According to the 2011 census, 65.57% of the population spoke Bengali, 12.96% Sadri, 4.90% Nepali, 4.69% Hindi, 2.69% Rajbongshi and 1.39% Kurukh as their first language. Other languages spoken include Santali and Munda. Kurukh and other tribal languages such as Kharia and Mundari were once more widespread among the tea tribes as late as the 1960s, but they have since rapidly shifted to Sadri as their mother tongue.

==Ecology==
It is home to Gorumara National Park, which was established in 1994 and has an area of 79 km2. Apart from Gorumara National Park, the district contains Chapramari Wildlife Sanctuary.

== Notable people ==
This is a list of notable people from Jalpaiguri District.

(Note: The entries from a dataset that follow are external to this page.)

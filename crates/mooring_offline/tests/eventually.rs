//! Saves and deletes queued while offline, replayed later.

use mooring_codec::Value;
use mooring_core::{codes, CommandExecutor, MooringConfig, MooringError, SyncObject};
use mooring_offline::{FlushSummary, MooringContext};
use mooring_storage::ByteStore;
use mooring_testkit::prelude::*;
use std::sync::Arc;
use tokio_util::sync::CancellationToken;

fn context(
    bytes: Arc<dyn ByteStore>,
    backend: &Arc<FakeBackend>,
    config: MooringConfig,
) -> MooringContext {
    MooringContext::with_store(
        config,
        bytes,
        Arc::clone(backend) as Arc<dyn CommandExecutor>,
    )
    .unwrap()
}

#[tokio::test]
async fn offline_save_is_sent_once_online() {
    let backend = Arc::new(FakeBackend::new());
    let ctx = context(memory_store(), &backend, MooringConfig::new());
    let cancel = CancellationToken::new();
    backend.set_offline(true);

    let score = game_score(1337);
    ctx.save_eventually(&score, &cancel).await.unwrap();
    assert_eq!(ctx.eventually().pending_count(), 1);

    let summary = ctx.flush_eventually(&cancel).await.unwrap();
    assert_eq!(summary, FlushSummary { succeeded: 0, dropped: 0, pending: 1 });
    assert!(score.object_id().is_none());
    assert_eq!(score.get("score").unwrap().and_then(|v| v.as_f64()), Some(1337.0));

    backend.set_offline(false);
    let summary = ctx.flush_eventually(&cancel).await.unwrap();
    assert_eq!(summary, FlushSummary { succeeded: 1, dropped: 0, pending: 0 });

    let id = score.object_id().unwrap();
    assert_eq!(backend.object("GameScore", &id).unwrap()["score"], 1337);
    assert!(!score.has_pending_operations());
    let local = score.local_id().unwrap();
    assert_eq!(ctx.local_ids().get_object_id(&local).unwrap(), Some(id));
    // The queue's pin is gone, and with it the row.
    assert!(ctx.bytes().list("objects/").unwrap().is_empty());
}

#[tokio::test]
async fn queued_saves_survive_restart() {
    let bytes = memory_store();
    let backend = Arc::new(FakeBackend::new());
    let cancel = CancellationToken::new();
    backend.set_offline(true);
    {
        let ctx = context(Arc::clone(&bytes), &backend, MooringConfig::new());
        let score = game_score(7);
        score.put("player", "bob").unwrap();
        ctx.save_eventually(&score, &cancel).await.unwrap();
    }

    backend.set_offline(false);
    let ctx = context(bytes, &backend, MooringConfig::new());
    assert_eq!(ctx.eventually().pending_count(), 1);
    let summary = ctx.flush_eventually(&cancel).await.unwrap();
    assert_eq!(summary.succeeded, 1);
    assert_eq!(backend.count("GameScore"), 1);
    let stored = backend.object("GameScore", "obj0001").unwrap();
    assert_eq!(stored["player"], "bob");
    assert_eq!(stored["score"], 7);
}

#[tokio::test]
async fn later_saves_reference_earlier_local_ids() {
    let backend = Arc::new(FakeBackend::new());
    let ctx = context(memory_store(), &backend, MooringConfig::new());
    let cancel = CancellationToken::new();
    backend.set_offline(true);

    let player = SyncObject::new("Player").unwrap();
    player.put("name", "ann").unwrap();
    ctx.save_eventually(&player, &cancel).await.unwrap();
    let score = game_score(3);
    score.put("player", player.pointer().unwrap()).unwrap();
    ctx.save_eventually(&score, &cancel).await.unwrap();

    backend.set_offline(false);
    let summary = ctx.flush_eventually(&cancel).await.unwrap();
    assert_eq!(summary.succeeded, 2);
    let player_id = player.object_id().unwrap();
    let stored = backend.object("GameScore", &score.object_id().unwrap()).unwrap();
    assert_eq!(stored["player"]["objectId"], player_id.as_str());
}

#[tokio::test]
async fn permanent_failures_drop_the_command_but_keep_the_change() {
    let backend = Arc::new(FakeBackend::new());
    let ctx = context(memory_store(), &backend, MooringConfig::new());
    let cancel = CancellationToken::new();

    let score = game_score(5);
    ctx.save_eventually(&score, &cancel).await.unwrap();
    backend.fail_next(MooringError::from_server(codes::INVALID_KEY_NAME, "bad key"));
    let summary = ctx.flush_eventually(&cancel).await.unwrap();
    assert_eq!(summary, FlushSummary { succeeded: 0, dropped: 1, pending: 0 });
    assert!(score.is_dirty_key("score"));
    assert_eq!(score.get("score").unwrap(), Some(Value::from(5)));
}

#[tokio::test]
async fn connection_failures_never_drop_a_command() {
    let backend = Arc::new(FakeBackend::new());
    let ctx = context(memory_store(), &backend, MooringConfig::new());
    let cancel = CancellationToken::new();
    backend.set_offline(true);

    let score = game_score(1);
    ctx.save_eventually(&score, &cancel).await.unwrap();
    for _ in 0..10 {
        let summary = ctx.flush_eventually(&cancel).await.unwrap();
        assert_eq!(summary, FlushSummary { succeeded: 0, dropped: 0, pending: 1 });
    }
    assert_eq!(ctx.eventually().pending_count(), 1);

    backend.set_offline(false);
    let summary = ctx.flush_eventually(&cancel).await.unwrap();
    assert_eq!(summary, FlushSummary { succeeded: 1, dropped: 0, pending: 0 });
    assert!(score.object_id().is_some());
}

#[tokio::test]
async fn queued_delete_removes_the_server_object() {
    let backend = Arc::new(FakeBackend::new());
    backend.insert("GameScore", "s1", serde_json::json!({"score": 5}));
    let ctx = context(memory_store(), &backend, MooringConfig::new());
    let cancel = CancellationToken::new();

    let score = saved_object("GameScore", "s1", &[("score", Value::from(5))]);
    ctx.delete_eventually(&score, &cancel).await.unwrap();
    assert_eq!(score.deleting_eventually_count(), 1);

    let summary = ctx.flush_eventually(&cancel).await.unwrap();
    assert_eq!(summary.succeeded, 1);
    assert_eq!(backend.count("GameScore"), 0);
    assert!(score.is_deleted());
    assert_eq!(score.deleting_eventually_count(), 0);
}

#[tokio::test]
async fn cleared_queue_sends_nothing() {
    let backend = Arc::new(FakeBackend::new());
    let ctx = context(memory_store(), &backend, MooringConfig::new());
    let cancel = CancellationToken::new();
    ctx.save_eventually(&game_score(1), &cancel).await.unwrap();
    ctx.eventually().clear(&cancel).await.unwrap();
    ctx.flush_eventually(&cancel).await.unwrap();
    assert_eq!(backend.command_count(), 0);
}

- Promode R. Bandyopadhyay, inventor, research scientist and Technical Program Manager at the Naval Undersea Warfare Center, New Port, Rhode Island, USA
- P. K. Banerjee, football player and coach
- Bappi Lahiri, Indian singer
- Samaresh Majumdar, Bengali author of novels like Uttoradhikar, Kalpurush, and Kaalbela
- Swapna Barman, heptathlete
- Ratan Lal Basu, fiction writer
- Moushumi Bhowmik, singer
- Mimi Chakraborty, Tollywood actress and former Member of Parliament from Jadavpur constituency
- Sukalyan Ghosh Dastidar, Indian footballer of the 1970s
- Kazi Musharraf Hussain, former Education Minister
- Ahmed Hassan Imran, journalist and politician
- Fazlul Karim, politician
- Saifuddin Ahmed Manik, politician
- Manoj Mohammed, footballer
- Asaduzzaman Noor, actor, politician and activist
- Ahmad Fazlur Rahman, first native vice-chancellor of the University of Dacca
- Latifur Rahman, business magnate and media mogul
- Khaleda Zia, Former Prime Minister of Bangladesh from 1991 to 1996 & 2001 to 2006 and chairperson of Bangladesh Nationalist Party
- Taslimuddin Ahmad, lawyer and litterateur
- Anisur Rahman Anis, actor
- Bazlur Rahman Badal, dancer
- Shanti Tigga, first female jawan in the Indian Army.

==Geographical indication==
Kalonunia rice was awarded the Geographical Indication (GI) status tag from the Geographical Indications Registry under the Union Government of India on 2 January 2024 (valid until 11 March 2034). It is a common and widely cultivated crop in districts of Cooch Behar, Jalpaiguri and Alipurduar along with some parts of Darjeeling & Kalimpong districts of West Bengal.

State Agricultural Management & Extension Training Institute (SAMETI) from Narendrapur, proposed the GI registration of Kalonunia rice. After filing the application in March 2021, the rice was granted the GI tag in 2024 by the Geographical Indication Registry in Chennai, making the name "Kalonunia rice" exclusive to the rice grown in the region. It thus became the third rice variety from West Bengal after Tulaipanji rice and the 26th type of goods from West Bengal to earn the GI tag.

The GI tag protects the rice from illegal selling and marketing, and gives it legal protection and a unique identity.